If I could create a recipe that sends records from a database into a message queue, then subscribe a Python recipe to that message queue, I'd be able to start processing data right away without waiting for a long dataframing operation, then also enjoy the benefit of publishing multiple datasets to the same stream, allowing my recipe to optimize its throughput and add datasets on as needed.

Then, if restarting the stream is something I can call by API, I can basically configure an automated ETL for large datasets into unsupported databases.

Depending on the functionality added to the API, I could even get advanced with it, configuring the stream to only send records or files that are missing from my target database.

Another use-case would be, once more visual recipes are added for processing streams, the possibility of optimized data transformations without storing intermediate datasets, without depending on nested SQL queries (which can often exceed the database's capabilities).

You could also imagine the possibility of blending real-time and static data, for example, performing continuous joins to enrich streamed data before passing it on to further processing, whether that's outputting to another message queue publisher, a Python script, or a dataset.

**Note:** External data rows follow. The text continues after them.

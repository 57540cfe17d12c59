// crates/pgsolve-core/src/engine.rs

//! Engine abstraction and the validating solver façade.
//!
//! Implementors provide a *stateless* API (associated functions) that take
//! a game view and a sink. This keeps the call surface stable across the
//! CLI and tests, and lets callers pick an engine as a type parameter:
//! `GameSolver::<SmallProgressMeasures>::solve(&game)`.
//!
//! ## Contracts implementors should uphold
//! - Emit exactly one decision per enabled vertex, none for disabled ones.
//! - Reported strategies must name enabled successors and only appear on
//!   vertices owned by their winner.
//! - Return `Err` instead of panicking for every internal fault.

use crate::error::SolveError;
use crate::game::GameView;
use crate::solution::{Solution, SolverSink};
use serde::{Deserialize, Serialize};
use std::marker::PhantomData;
use tracing::debug;

/// Which engine produced a solution.
///
/// Marked `#[non_exhaustive]`; unknown serialized variants decode as
/// [`EngineKind::Unknown`] so older consumers keep reading newer files.
#[non_exhaustive]
#[derive(Debug, Clone, Copy, Serialize, Deserialize, PartialEq, Eq, Hash)]
#[serde(rename_all = "lowercase")]
pub enum EngineKind {
    /// Small-progress-measures lifting engine.
    Spm,
    /// Universal-tree-directed McNaughton–Zielonka engine.
    Zlk,
    /// Catch-all for newer/unknown engines when deserializing.
    #[serde(other)]
    Unknown,
}

/// Minimal engine API the rest of the system depends on.
pub trait Engine {
    /// Identifier stamped into produced [`Solution`]s.
    const KIND: EngineKind;

    /// Solve `game`, emitting one decision per enabled vertex into `sink`.
    fn solve<G: GameView, S: SolverSink>(game: &G, sink: &mut S) -> Result<(), SolveError>;
}

/// Façade that validates the game interface contract before delegating to
/// an engine, and collects the result into a [`Solution`].
#[derive(Debug, Clone, Copy, Default)]
pub struct GameSolver<E: Engine> {
    engine: PhantomData<E>,
}

impl<E: Engine> GameSolver<E> {
    /// Validate `game`, run the engine, and return the collected solution.
    pub fn solve<G: GameView>(game: &G) -> Result<Solution, SolveError> {
        Self::validate(game)?;
        debug!(
            engine = ?E::KIND,
            vertices = game.vertex_count(),
            enabled = game.enabled_count(),
            "solving"
        );
        let mut solution = Solution::new(E::KIND, game.vertex_count());
        E::solve(game, &mut solution)?;
        Ok(solution)
    }

    /// Validate `game` and run the engine against a caller-provided sink.
    pub fn solve_into<G: GameView, S: SolverSink>(
        game: &G,
        sink: &mut S,
    ) -> Result<(), SolveError> {
        Self::validate(game)?;
        E::solve(game, sink)
    }

    /// Check the [`GameView`] contract the engines rely on.
    ///
    /// - at least one enabled vertex,
    /// - priorities non-decreasing in the vertex id,
    /// - every enabled vertex has at least one enabled successor
    ///   (parity games are games on total graphs).
    fn validate<G: GameView>(game: &G) -> Result<(), SolveError> {
        let n = game.vertex_count();
        if game.enabled_count() == 0 {
            return Err(SolveError::EmptyGame);
        }
        for v in 1..n {
            if game.priority(v as u32 - 1) > game.priority(v as u32) {
                return Err(SolveError::MalformedGame(
                    "priorities are not sorted in non-decreasing order".into(),
                ));
            }
        }
        for v in 0..n as u32 {
            if game.is_disabled(v) {
                continue;
            }
            if !game.outs(v).iter().any(|&to| !game.is_disabled(to)) {
                return Err(SolveError::MalformedGame(format!(
                    "enabled vertex {v} has no enabled successor"
                )));
            }
        }
        Ok(())
    }
}

#[cfg(test)]
mod tests {
    use super::*;
    use crate::game::DenseGame;
    use crate::types::Player;

    struct Nop;
    impl Engine for Nop {
        const KIND: EngineKind = EngineKind::Unknown;
        fn solve<G: GameView, S: SolverSink>(_: &G, _: &mut S) -> Result<(), SolveError> {
            Ok(())
        }
    }

    #[test]
    fn empty_game_faults() {
        let mut g = DenseGame::from_successors(
            vec![0],
            vec![Player::Even],
            vec![vec![0]],
        )
        .expect("valid game");
        g.disable(0);
        assert!(matches!(
            GameSolver::<Nop>::solve(&g),
            Err(SolveError::EmptyGame)
        ));
    }

    #[test]
    fn dead_end_after_disabling_faults() {
        let mut g = DenseGame::from_successors(
            vec![0, 1],
            vec![Player::Even, Player::Odd],
            vec![vec![1], vec![1]],
        )
        .expect("valid game");
        g.disable(1);
        assert!(matches!(
            GameSolver::<Nop>::solve(&g),
            Err(SolveError::MalformedGame(_))
        ));
    }

    #[test]
    fn unknown_engine_kind_tolerated_in_serde() {
        let de: EngineKind = serde_json::from_str("\"tangram\"").expect("deserialize");
        assert_eq!(de, EngineKind::Unknown);
    }
}
#[cfg(test)]
mod tests {
    use super::*;
    use pgsolve_core::{DenseGame, GameSolver, Solution};
    use pgsolve_utree::Arena;

    fn game(
        priorities: Vec<u32>,
        owners: Vec<Player>,
        successors: Vec<Vec<Vertex>>,
    ) -> DenseGame {
        DenseGame::from_successors(priorities, owners, successors).expect("valid game")
    }

    fn solve(g: &DenseGame) -> Solution {
        GameSolver::<UniversalZielonka>::solve(g).expect("solve")
    }

    #[test]
    fn self_loop_priority_zero_won_by_even() {
        let g = game(vec![0], vec![Player::Even], vec![vec![0]]);
        let s = solve(&g);
        assert_eq!(s.winner(0), Some(Player::Even));
        assert_eq!(s.strategy(0), Some(0));
    }

    #[test]
    fn self_loop_priority_one_won_by_odd() {
        let g = game(vec![1], vec![Player::Even], vec![vec![0]]);
        let s = solve(&g);
        assert_eq!(s.winner(0), Some(Player::Odd));
        assert_eq!(s.strategy(0), None);
    }

    #[test]
    fn two_cycle_highest_priority_decides() {
        let g = game(
            vec![0, 1],
            vec![Player::Even, Player::Even],
            vec![vec![1], vec![0]],
        );
        let s = solve(&g);
        assert_eq!(s.winner(0), Some(Player::Odd));
        assert_eq!(s.winner(1), Some(Player::Odd));
        assert_eq!(s.strategy(0), None);
        assert_eq!(s.strategy(1), None);
    }

    #[test]
    fn two_cycle_split_ownership() {
        let g = game(
            vec![0, 1],
            vec![Player::Even, Player::Odd],
            vec![vec![1], vec![0]],
        );
        let s = solve(&g);
        assert_eq!(s.winner(0), Some(Player::Odd));
        assert_eq!(s.winner(1), Some(Player::Odd));
        assert_eq!(s.strategy(1), Some(0));
        assert_eq!(s.strategy(0), None);
    }

    #[test]
    fn ladder_forces_even_priority() {
        let g = game(
            vec![1, 2, 3],
            vec![Player::Odd, Player::Even, Player::Even],
            vec![vec![1], vec![0], vec![1]],
        );
        let s = solve(&g);
        for v in 0..3 {
            assert_eq!(s.winner(v), Some(Player::Even), "vertex {v}");
        }
        assert_eq!(s.strategy(1), Some(0));
        assert_eq!(s.strategy(2), Some(1));
        assert_eq!(s.strategy(0), None);
    }

    #[test]
    fn disconnected_components_solve_independently() {
        let g = game(
            vec![0, 1, 1, 2, 3],
            vec![
                Player::Even,
                Player::Even,
                Player::Odd,
                Player::Even,
                Player::Even,
            ],
            vec![vec![1], vec![0], vec![3], vec![2], vec![3]],
        );
        let s = solve(&g);
        assert_eq!(s.winner(0), Some(Player::Odd));
        assert_eq!(s.winner(1), Some(Player::Odd));
        assert_eq!(s.winner(2), Some(Player::Even));
        assert_eq!(s.winner(3), Some(Player::Even));
        assert_eq!(s.winner(4), Some(Player::Even));
    }

    #[test]
    fn disabled_vertices_get_no_decision() {
        let mut g = game(
            vec![0, 1, 2],
            vec![Player::Even, Player::Odd, Player::Even],
            vec![vec![0, 1], vec![2], vec![2]],
        );
        g.disable(1);
        let s = solve(&g);
        assert_eq!(s.winner(0), Some(Player::Even));
        assert_eq!(s.winner(1), None);
        assert_eq!(s.winner(2), Some(Player::Even));
    }

    #[test]
    fn heads_return_to_the_roots() {
        // Every step down is paired with a step up, so both heads finish
        // back at their roots whatever the recursion did in between.
        let g = game(
            vec![0, 1, 2, 3, 4],
            vec![
                Player::Even,
                Player::Odd,
                Player::Even,
                Player::Odd,
                Player::Even,
            ],
            vec![vec![1, 2], vec![0], vec![3, 0], vec![2, 4], vec![1]],
        );
        let mut solver = ZlkSolver::new(&g).expect("solver");
        let mut sink = Solution::new(EngineKind::Zlk, 5);
        solver.run(&mut sink).expect("run");
        assert_eq!(solver.agent().head(Player::Even), Arena::root(Player::Even));
        assert_eq!(solver.agent().head(Player::Odd), Arena::root(Player::Odd));
        for v in 0..5 {
            assert!(sink.winner(v).is_some());
        }
    }

    #[test]
    fn opponent_round_absorbs_inner_dominion() {
        // Vertex 2 (priority 2) feeds a cycle 0⇄1 dominated by priority 1:
        // the first descent claims 2 for Even, the child hands the Odd
        // cycle back, and the opponent round strips everything.
        let g = game(
            vec![0, 1, 2],
            vec![Player::Even, Player::Even, Player::Even],
            vec![vec![1], vec![0], vec![0]],
        );
        let s = solve(&g);
        assert_eq!(s.winner(0), Some(Player::Odd));
        assert_eq!(s.winner(1), Some(Player::Odd));
        assert_eq!(s.winner(2), Some(Player::Odd));
    }
}
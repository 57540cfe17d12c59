// crates/pgsolve-core/src/types.rs

//! Canonical scalar types used across the pgsolve workspace.
//!
//! These live in `pgsolve-core` and are broadly re-exported at the crate
//! root so other crates can import via `pgsolve_core::Player` etc.

use serde::{Deserialize, Serialize};
use std::fmt;

/// Vertex identifier in `[0, n)`.
pub type Vertex = u32;

/// Vertex priority (non-negative; vertices are stored sorted by priority).
pub type Priority = u32;

/// One of the two players of a parity game.
///
/// Even wins plays whose maximum recurring priority is even, Odd those
/// where it is odd. The numeric representation (`Even = 0`, `Odd = 1`)
/// matches the parity of the priorities the player likes.
#[derive(Clone, Copy, Debug, Serialize, Deserialize, PartialEq, Eq, Hash)]
#[serde(rename_all = "lowercase")]
pub enum Player {
    /// Player 0; favours even priorities.
    Even,
    /// Player 1; favours odd priorities.
    Odd,
}

impl Player {
    /// Player whose parity matches `p`.
    #[inline]
    #[must_use]
    pub const fn of_priority(p: Priority) -> Self {
        if p & 1 == 0 {
            Self::Even
        } else {
            Self::Odd
        }
    }

    /// Player with index `i & 1` (0 = Even, 1 = Odd).
    #[inline]
    #[must_use]
    pub const fn from_index(i: usize) -> Self {
        if i & 1 == 0 {
            Self::Even
        } else {
            Self::Odd
        }
    }

    /// The other player.
    #[inline]
    #[must_use]
    pub const fn opponent(self) -> Self {
        match self {
            Self::Even => Self::Odd,
            Self::Odd => Self::Even,
        }
    }

    /// Numeric index in `{0, 1}`; also the parity this player favours.
    #[inline]
    #[must_use]
    pub const fn index(self) -> usize {
        match self {
            Self::Even => 0,
            Self::Odd => 1,
        }
    }

    /// Whether `p` has this player's parity.
    #[inline]
    #[must_use]
    pub const fn likes(self, p: Priority) -> bool {
        (p & 1) as usize == self.index()
    }
}

impl fmt::Display for Player {
    fn fmt(&self, f: &mut fmt::Formatter<'_>) -> fmt::Result {
        match self {
            Self::Even => write!(f, "even"),
            Self::Odd => write!(f, "odd"),
        }
    }
}

#[cfg(test)]
mod tests {
    use super::*;

    #[test]
    fn parity_roundtrip() {
        assert_eq!(Player::of_priority(0), Player::Even);
        assert_eq!(Player::of_priority(7), Player::Odd);
        assert_eq!(Player::Even.opponent(), Player::Odd);
        assert_eq!(Player::Odd.opponent().index(), 0);
        assert!(Player::Odd.likes(3));
        assert!(!Player::Odd.likes(4));
    }
}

This sort of processing could also enable use-cases like real-time alerting, whether using explicit logic or perhaps a classifier trained in Dataiku, triggering conditional pipeline flows based on real-time data, selectively recording data off a stream that meets particular criteria, streaming in the latest values from a database when messages are received from a message queue, etc.

Basically, I propose a simple new visual recipe similar to the existing continuous sync recipe, except that the input is a dataset or SQL query. Streams could be represented in the flow with a new shape, and the flow could visualize all the subscriptions to streams with the same DAG visualizer already in use for datasets. Then other recipes, such as the ability to join a stream to a dataset, could be added later for even more advanced functionality.